But ironically, the accidental division of force—usually a fundamental sin in the art of war—into two separate wings in the midst of battle actually continued to work to the Mississippi Brigade’s advantage. Indeed, in two different directions, the Mississippi Brigade’s separate wings now advanced in two freewheeling offensive efforts that packed a lethal punch. Lucrative tactical opportunities beckoned to Barksdale on the left wing because the Emmitsburg Road led to the flanks of General Humphreys’ regiments, while the Wheatfield Road led the right wing (the 21st Mississippi) southeast to the vulnerable right flanks of Federal artillery poised farther to the south.

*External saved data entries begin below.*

use std::sync::Arc;

use tracing::{debug, warn};

use crate::{
    EngineConfig, ReportError, ReportWarning, ResultRow,
    aggregate::aggregate,
    catalog::{CatalogResolver, FieldCatalog, FieldRegistry},
    executor::EntityDataStore,
    filter::{Filter, FilterSplit, apply_local, split_filters},
    store::{PersistenceStore, ReportDefinition, ReportStore, SavedReport},
};

/// Result of one execution: the rows, the effective column list (which for
/// grouped reports differs from the requested columns by design), and the
/// degradations the caller should surface to the user.
#[derive(Debug, Clone, Default)]
pub struct ReportOutput {
    pub rows: Vec<ResultRow>,
    pub columns: Vec<String>,
    pub rejected_filters: Vec<Filter>,
    pub warnings: Vec<ReportWarning>,
}

/// The report query executor: an explicitly constructed service holding its
/// three collaborators. It keeps no state between executions; concurrent
/// `execute` calls are independent.
///
/// Pipeline per call:
/// `Validate -> ResolveCatalog -> BuildFilters -> FetchRows -> Aggregate | Finalize`
/// with exactly one suspension point, the data store fetch. Everything
/// before the fetch fails without issuing any I/O.
pub struct ReportEngine {
    data_store: Arc<dyn EntityDataStore>,
    catalog: CatalogResolver,
    reports: ReportStore,
    config: EngineConfig,
}

impl ReportEngine {
    pub fn new(
        data_store: Arc<dyn EntityDataStore>,
        field_registry: Arc<dyn FieldRegistry>,
        persistence: Arc<dyn PersistenceStore>,
    ) -> Self {
        Self::with_config(data_store, field_registry, persistence, EngineConfig::default())
    }

    pub fn with_config(
        data_store: Arc<dyn EntityDataStore>,
        field_registry: Arc<dyn FieldRegistry>,
        persistence: Arc<dyn PersistenceStore>,
        config: EngineConfig,
    ) -> Self {
        Self {
            data_store,
            catalog: CatalogResolver::with_config(field_registry, config.clone()),
            reports: ReportStore::new(persistence),
            config,
        }
    }

    /// Resolve the selectable columns for an entity, for definition UIs.
    pub fn resolve_catalog(&self, entity: &str) -> Result<FieldCatalog, ReportError> {
        self.catalog.resolve(entity)
    }

    /// Execute a report definition against the data store.
    pub async fn execute(&self, definition: &ReportDefinition) -> Result<ReportOutput, ReportError> {
        // Validate: fail fast before any I/O
        if definition.entity.trim().is_empty() {
            return Err(ReportError::InvalidDefinition("entity is required".into()));
        }
        if definition.columns.is_empty() {
            return Err(ReportError::InvalidDefinition("at least one column is required".into()));
        }

        // ResolveCatalog
        let catalog = self.catalog.resolve(&definition.entity)?;
        let mut warnings = catalog.warnings.clone();
        let columns = Self::validate_columns(&definition.columns, &catalog, &mut warnings)?;

        // BuildFilters
        let split = split_filters(
            &definition.filters,
            &catalog,
            &self.data_store.pushdown_capability(),
        );

        // FetchRows: the single I/O call of the pipeline
        let fetch_columns = Self::fetch_columns(&columns, definition, &split);
        debug!(
            entity = %definition.entity,
            columns = fetch_columns.len(),
            pushdown = split.pushdown.len(),
            local = split.local.len(),
            "fetching rows"
        );
        let fetched = self
            .data_store
            .fetch(&definition.entity, &fetch_columns, &split.pushdown)
            .await
            .map_err(|e| ReportError::DataSource(e.to_string()))?;
        debug!(rows = fetched.len(), "fetched");

        // Aggregate when grouping is requested, Finalize otherwise
        let (rows, columns) = match &definition.group_by {
            Some(group_by) => {
                let filtered = apply_local(&split.local, fetched);
                let grouped = aggregate(
                    &filtered,
                    group_by,
                    &definition.aggregations,
                    &self.config.unknown_group_label,
                );
                let mut grouped_columns = vec![group_by.clone()];
                for agg in &definition.aggregations {
                    let key = agg.output_key();
                    if !grouped_columns.contains(&key) {
                        grouped_columns.push(key);
                    }
                }
                (grouped, grouped_columns)
            }
            None => {
                let mut rows = apply_local(&split.local, fetched);
                // strip fields that were fetched only for local filtering
                if fetch_columns.len() > columns.len() {
                    for row in &mut rows {
                        row.retain(|key, _| columns.contains(key));
                    }
                }
                (rows, columns)
            }
        };

        Ok(ReportOutput {
            rows,
            columns,
            rejected_filters: split.rejected,
            warnings,
        })
    }

    /// Drop requested columns the catalog does not know (and duplicates).
    /// An empty remainder is fatal: the report would have no shape at all.
    fn validate_columns(
        requested: &[String],
        catalog: &FieldCatalog,
        warnings: &mut Vec<ReportWarning>,
    ) -> Result<Vec<String>, ReportError> {
        let mut columns: Vec<String> = Vec::new();
        for column in requested {
            if !catalog.contains(column) {
                warn!(column = %column, entity = %catalog.entity, "requested column not in catalog, dropping");
                warnings.push(ReportWarning::UnknownColumn { column: column.clone() });
                continue;
            }
            if !columns.contains(column) {
                columns.push(column.clone());
            }
        }
        if columns.is_empty() {
            return Err(ReportError::NoValidColumns);
        }
        Ok(columns)
    }

    /// The column set the single fetch requests: the validated columns plus,
    /// when grouping, the group-by column and aggregation source fields, plus
    /// any fields local filters read. Local evaluation and grouping need
    /// those values present in the fetched rows.
    fn fetch_columns(
        columns: &[String],
        definition: &ReportDefinition,
        split: &FilterSplit,
    ) -> Vec<String> {
        let mut fetch_columns = columns.to_vec();
        let push = |column: &String, fetch_columns: &mut Vec<String>| {
            if !fetch_columns.contains(column) {
                fetch_columns.push(column.clone());
            }
        };

        if let Some(group_by) = &definition.group_by {
            push(group_by, &mut fetch_columns);
            for agg in &definition.aggregations {
                push(&agg.field, &mut fetch_columns);
            }
        }
        for filter in &split.local {
            push(&filter.field, &mut fetch_columns);
        }

        fetch_columns
    }

    // ---- Saved reports (delegates to the definition store) ----

    pub fn save_report(&self, definition: &ReportDefinition) -> Result<SavedReport, ReportError> {
        self.reports.save(definition)
    }

    pub fn list_reports(&self) -> Result<Vec<SavedReport>, ReportError> {
        self.reports.list()
    }

    pub fn load_report(&self, id: &str) -> Result<ReportDefinition, ReportError> {
        self.reports.load(id)
    }
}
use serde_json::{Map, Value};

/// A single result row: column key -> scalar value (string | number | null).
/// Rows are produced fresh on every execution and never cached; the column
/// list returned alongside them carries presentation order.
pub type ResultRow = Map<String, Value>;

/// Coerce a scalar to a finite `f64` for numeric reductions and comparisons.
///
/// JSON numbers pass through; strings are parsed (covering numeric strings
/// coming from loosely typed stores). Everything else, including booleans and
/// composites, is not numeric-coercible and is excluded from reductions.
pub fn coerce_numeric(value: &Value) -> Option<f64> {
    match value {
        Value::Number(n) => n.as_f64().filter(|f| f.is_finite()),
        Value::String(s) => s.trim().parse::<f64>().ok().filter(|f| f.is_finite()),
        _ => None,
    }
}

/// Stringified form of a scalar used as a group key. `None` for null so the
/// caller can substitute the sentinel label; composites fall back to their
/// JSON text to keep the key total and deterministic.
pub fn group_label(value: &Value) -> Option<String> {
    match value {
        Value::Null => None,
        Value::String(s) => Some(s.clone()),
        Value::Number(n) => Some(n.to_string()),
        Value::Bool(b) => Some(b.to_string()),
        other => serde_json::to_string(other).ok(),
    }
}

/// Build a JSON number from an `f64`, collapsing integral results to JSON
/// integers (`4`, not `4.0`) so grouped output and exports stay clean.
pub fn json_number(f: f64) -> Value {
    if f.is_finite() && f.fract() == 0.0 && f.abs() < i64::MAX as f64 {
        Value::Number(serde_json::Number::from(f as i64))
    } else {
        serde_json::Number::from_f64(f).map(Value::Number).unwrap_or(Value::Null)
    }
}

While Barksdale surged northeast up the Emmitsburg Road beyond the Sherfy House and toward the east-west running Abraham Trostle Lane, perpendicular to the Emmitsburg Road, with three regiments, Colonel Humphreys continued to push southeast with his crack regiment down the gently sloping ground on both sides of the Wheatfield Road. In addition, the topography also served to enhance the momentum of Barksdale’s assault up the Emmitsburg Road, because the attackers surged across open ground—an expanse of broad fields—while steamrolling along the shallow, low ridge-top free of trees and underbrush. The Emmitsburg Road Ridge was high at the Peach Orchard, but the ridge gradually leveled out and dipped slightly, and then rose again along the dusty road that led to the highest point along the open ridge at a commanding knoll upon which sat the Daniel F. Klingel House before descending toward Gettysburg. The ground around the Sherfy House was just slightly higher than the Peach Orchard, while the Klingel House knoll was higher than both the Peach Orchard and Sherfy House knolls.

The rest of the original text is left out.